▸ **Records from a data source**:
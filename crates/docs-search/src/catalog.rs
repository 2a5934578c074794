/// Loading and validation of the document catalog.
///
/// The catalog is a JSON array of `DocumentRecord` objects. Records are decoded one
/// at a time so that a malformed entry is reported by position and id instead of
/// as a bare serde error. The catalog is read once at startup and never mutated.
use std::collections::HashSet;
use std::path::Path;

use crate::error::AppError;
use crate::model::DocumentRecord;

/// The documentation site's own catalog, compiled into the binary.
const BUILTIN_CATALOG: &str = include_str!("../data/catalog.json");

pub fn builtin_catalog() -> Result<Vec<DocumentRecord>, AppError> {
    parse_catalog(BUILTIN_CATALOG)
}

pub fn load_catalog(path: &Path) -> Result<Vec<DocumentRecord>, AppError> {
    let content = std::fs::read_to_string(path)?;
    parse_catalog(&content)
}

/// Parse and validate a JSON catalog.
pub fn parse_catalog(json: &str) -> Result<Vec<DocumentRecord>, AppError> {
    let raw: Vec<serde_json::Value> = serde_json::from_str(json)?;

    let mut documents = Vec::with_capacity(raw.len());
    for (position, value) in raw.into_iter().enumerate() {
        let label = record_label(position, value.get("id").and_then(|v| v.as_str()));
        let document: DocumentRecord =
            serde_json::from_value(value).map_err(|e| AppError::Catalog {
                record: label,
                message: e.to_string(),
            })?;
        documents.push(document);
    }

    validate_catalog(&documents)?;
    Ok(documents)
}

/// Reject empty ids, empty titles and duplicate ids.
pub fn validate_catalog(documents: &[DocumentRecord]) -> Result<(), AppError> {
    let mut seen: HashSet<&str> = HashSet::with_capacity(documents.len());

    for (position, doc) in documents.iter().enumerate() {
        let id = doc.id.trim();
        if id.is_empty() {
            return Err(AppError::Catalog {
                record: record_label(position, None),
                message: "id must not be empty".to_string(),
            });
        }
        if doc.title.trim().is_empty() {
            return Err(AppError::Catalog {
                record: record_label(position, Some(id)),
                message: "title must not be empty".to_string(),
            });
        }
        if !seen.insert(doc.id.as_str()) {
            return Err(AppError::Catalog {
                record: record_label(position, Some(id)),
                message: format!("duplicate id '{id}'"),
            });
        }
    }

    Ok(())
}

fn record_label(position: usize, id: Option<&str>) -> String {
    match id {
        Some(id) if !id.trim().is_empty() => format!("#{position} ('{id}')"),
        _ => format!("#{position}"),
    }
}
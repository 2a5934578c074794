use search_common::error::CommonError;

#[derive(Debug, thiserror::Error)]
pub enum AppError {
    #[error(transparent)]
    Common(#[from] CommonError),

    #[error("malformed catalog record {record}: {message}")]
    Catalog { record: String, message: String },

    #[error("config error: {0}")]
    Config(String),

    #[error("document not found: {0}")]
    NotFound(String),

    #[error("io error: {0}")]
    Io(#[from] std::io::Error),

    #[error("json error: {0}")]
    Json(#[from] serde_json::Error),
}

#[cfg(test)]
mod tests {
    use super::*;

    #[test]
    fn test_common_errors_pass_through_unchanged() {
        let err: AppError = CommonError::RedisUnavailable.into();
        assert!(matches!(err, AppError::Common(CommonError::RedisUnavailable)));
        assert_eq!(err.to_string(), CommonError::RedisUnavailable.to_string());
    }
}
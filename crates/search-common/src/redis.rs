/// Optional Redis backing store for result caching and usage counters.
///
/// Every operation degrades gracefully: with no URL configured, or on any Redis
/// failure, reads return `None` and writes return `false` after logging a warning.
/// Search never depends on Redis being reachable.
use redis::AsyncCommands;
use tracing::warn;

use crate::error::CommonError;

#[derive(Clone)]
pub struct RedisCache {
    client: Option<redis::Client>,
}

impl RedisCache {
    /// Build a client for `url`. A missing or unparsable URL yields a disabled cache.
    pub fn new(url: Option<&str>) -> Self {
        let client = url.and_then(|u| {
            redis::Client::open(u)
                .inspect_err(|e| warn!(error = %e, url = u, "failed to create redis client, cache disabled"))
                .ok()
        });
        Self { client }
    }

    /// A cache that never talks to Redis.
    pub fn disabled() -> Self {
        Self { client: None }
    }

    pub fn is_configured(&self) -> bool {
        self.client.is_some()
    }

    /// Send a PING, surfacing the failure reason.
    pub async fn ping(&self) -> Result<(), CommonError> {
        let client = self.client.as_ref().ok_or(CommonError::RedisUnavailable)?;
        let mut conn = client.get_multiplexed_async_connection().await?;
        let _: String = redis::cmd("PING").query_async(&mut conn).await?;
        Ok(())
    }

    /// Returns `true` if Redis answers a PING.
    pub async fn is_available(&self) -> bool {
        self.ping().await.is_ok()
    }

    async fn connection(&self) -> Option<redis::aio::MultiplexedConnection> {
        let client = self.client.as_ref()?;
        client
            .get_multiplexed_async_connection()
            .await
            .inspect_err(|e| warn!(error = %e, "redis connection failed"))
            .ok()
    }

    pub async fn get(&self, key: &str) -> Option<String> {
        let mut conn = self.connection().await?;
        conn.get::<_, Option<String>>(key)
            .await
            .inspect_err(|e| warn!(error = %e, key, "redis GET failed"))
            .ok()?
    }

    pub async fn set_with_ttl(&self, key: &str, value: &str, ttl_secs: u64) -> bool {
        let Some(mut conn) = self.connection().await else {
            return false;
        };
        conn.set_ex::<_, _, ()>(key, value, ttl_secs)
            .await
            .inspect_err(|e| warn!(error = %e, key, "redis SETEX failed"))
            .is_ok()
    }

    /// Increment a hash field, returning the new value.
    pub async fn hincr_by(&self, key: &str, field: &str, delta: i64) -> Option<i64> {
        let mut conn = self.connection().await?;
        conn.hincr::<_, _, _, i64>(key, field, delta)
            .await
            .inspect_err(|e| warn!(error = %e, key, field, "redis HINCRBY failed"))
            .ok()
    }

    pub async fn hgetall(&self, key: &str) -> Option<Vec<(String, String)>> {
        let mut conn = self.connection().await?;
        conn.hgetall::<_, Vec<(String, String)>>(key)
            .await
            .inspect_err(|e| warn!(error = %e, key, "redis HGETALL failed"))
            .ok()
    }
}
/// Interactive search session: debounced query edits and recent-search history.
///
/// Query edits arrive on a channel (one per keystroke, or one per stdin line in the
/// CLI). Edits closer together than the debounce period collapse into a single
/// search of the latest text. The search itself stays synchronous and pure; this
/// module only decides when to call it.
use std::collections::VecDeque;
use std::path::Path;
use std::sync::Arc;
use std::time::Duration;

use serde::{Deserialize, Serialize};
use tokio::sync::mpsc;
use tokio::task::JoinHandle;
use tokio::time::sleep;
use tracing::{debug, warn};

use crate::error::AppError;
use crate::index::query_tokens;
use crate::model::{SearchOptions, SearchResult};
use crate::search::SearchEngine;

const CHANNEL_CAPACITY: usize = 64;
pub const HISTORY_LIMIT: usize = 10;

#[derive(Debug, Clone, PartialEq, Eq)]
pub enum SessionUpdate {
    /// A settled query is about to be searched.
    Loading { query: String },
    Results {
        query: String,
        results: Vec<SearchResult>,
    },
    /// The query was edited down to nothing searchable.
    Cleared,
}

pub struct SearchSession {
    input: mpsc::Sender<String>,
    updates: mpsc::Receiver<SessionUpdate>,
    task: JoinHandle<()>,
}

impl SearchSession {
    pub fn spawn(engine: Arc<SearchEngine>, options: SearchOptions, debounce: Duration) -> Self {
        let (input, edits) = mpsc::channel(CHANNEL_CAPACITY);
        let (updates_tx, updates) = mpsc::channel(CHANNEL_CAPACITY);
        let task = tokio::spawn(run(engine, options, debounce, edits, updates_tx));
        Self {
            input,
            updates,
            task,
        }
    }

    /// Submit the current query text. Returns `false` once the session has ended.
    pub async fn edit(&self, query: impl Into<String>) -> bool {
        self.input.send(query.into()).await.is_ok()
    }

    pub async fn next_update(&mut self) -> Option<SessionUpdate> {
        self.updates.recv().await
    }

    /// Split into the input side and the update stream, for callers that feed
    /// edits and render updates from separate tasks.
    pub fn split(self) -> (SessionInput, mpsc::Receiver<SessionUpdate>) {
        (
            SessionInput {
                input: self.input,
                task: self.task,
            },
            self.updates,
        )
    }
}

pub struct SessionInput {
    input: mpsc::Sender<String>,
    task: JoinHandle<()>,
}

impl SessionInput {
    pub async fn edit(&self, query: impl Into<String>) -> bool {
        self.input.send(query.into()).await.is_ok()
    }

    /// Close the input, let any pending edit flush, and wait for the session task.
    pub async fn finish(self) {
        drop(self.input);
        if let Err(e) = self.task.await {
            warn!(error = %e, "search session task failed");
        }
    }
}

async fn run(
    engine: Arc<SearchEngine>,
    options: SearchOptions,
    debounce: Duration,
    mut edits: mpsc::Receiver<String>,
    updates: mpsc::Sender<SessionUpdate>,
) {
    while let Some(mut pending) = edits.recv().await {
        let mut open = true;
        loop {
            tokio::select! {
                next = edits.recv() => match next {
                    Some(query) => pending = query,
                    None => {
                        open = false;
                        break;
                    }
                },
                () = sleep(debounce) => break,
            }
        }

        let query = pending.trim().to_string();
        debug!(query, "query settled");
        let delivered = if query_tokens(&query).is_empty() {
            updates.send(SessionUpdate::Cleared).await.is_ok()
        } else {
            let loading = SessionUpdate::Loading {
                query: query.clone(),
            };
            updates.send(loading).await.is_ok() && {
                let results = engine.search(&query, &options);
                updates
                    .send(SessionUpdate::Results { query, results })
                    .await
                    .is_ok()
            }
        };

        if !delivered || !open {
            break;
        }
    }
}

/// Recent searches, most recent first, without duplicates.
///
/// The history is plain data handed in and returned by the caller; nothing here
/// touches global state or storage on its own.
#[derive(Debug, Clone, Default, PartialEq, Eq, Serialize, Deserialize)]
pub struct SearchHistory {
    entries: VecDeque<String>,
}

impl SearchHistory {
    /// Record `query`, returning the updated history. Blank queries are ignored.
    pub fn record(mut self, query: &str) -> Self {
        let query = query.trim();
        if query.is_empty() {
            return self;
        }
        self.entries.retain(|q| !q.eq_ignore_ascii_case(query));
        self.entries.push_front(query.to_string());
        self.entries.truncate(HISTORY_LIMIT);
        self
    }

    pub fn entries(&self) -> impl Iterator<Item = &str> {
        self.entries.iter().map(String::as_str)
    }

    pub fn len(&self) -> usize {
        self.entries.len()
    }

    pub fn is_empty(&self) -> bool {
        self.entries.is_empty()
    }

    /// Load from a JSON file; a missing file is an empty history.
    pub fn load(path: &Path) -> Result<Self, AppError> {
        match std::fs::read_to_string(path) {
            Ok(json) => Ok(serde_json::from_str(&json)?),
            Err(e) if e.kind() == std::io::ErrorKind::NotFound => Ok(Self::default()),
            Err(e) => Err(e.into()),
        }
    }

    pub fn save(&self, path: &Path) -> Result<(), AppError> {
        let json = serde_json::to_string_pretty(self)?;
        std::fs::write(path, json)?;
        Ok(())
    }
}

▸ **Goal of the exercise**:
Above are the records; from them, give again exactly the lines from the one containing "on any Redis" to the one containing "pub struct RedisCache", both lines included, and nothing more.

▸ **Answer to the problem**:
/// Every operation degrades gracefully: with no URL configured, or on any Redis
/// failure, reads return `None` and writes return `false` after logging a warning.
/// Search never depends on Redis being reachable.
use redis::AsyncCommands;
use tracing::warn;

use crate::error::CommonError;

#[derive(Clone)]
pub struct RedisCache {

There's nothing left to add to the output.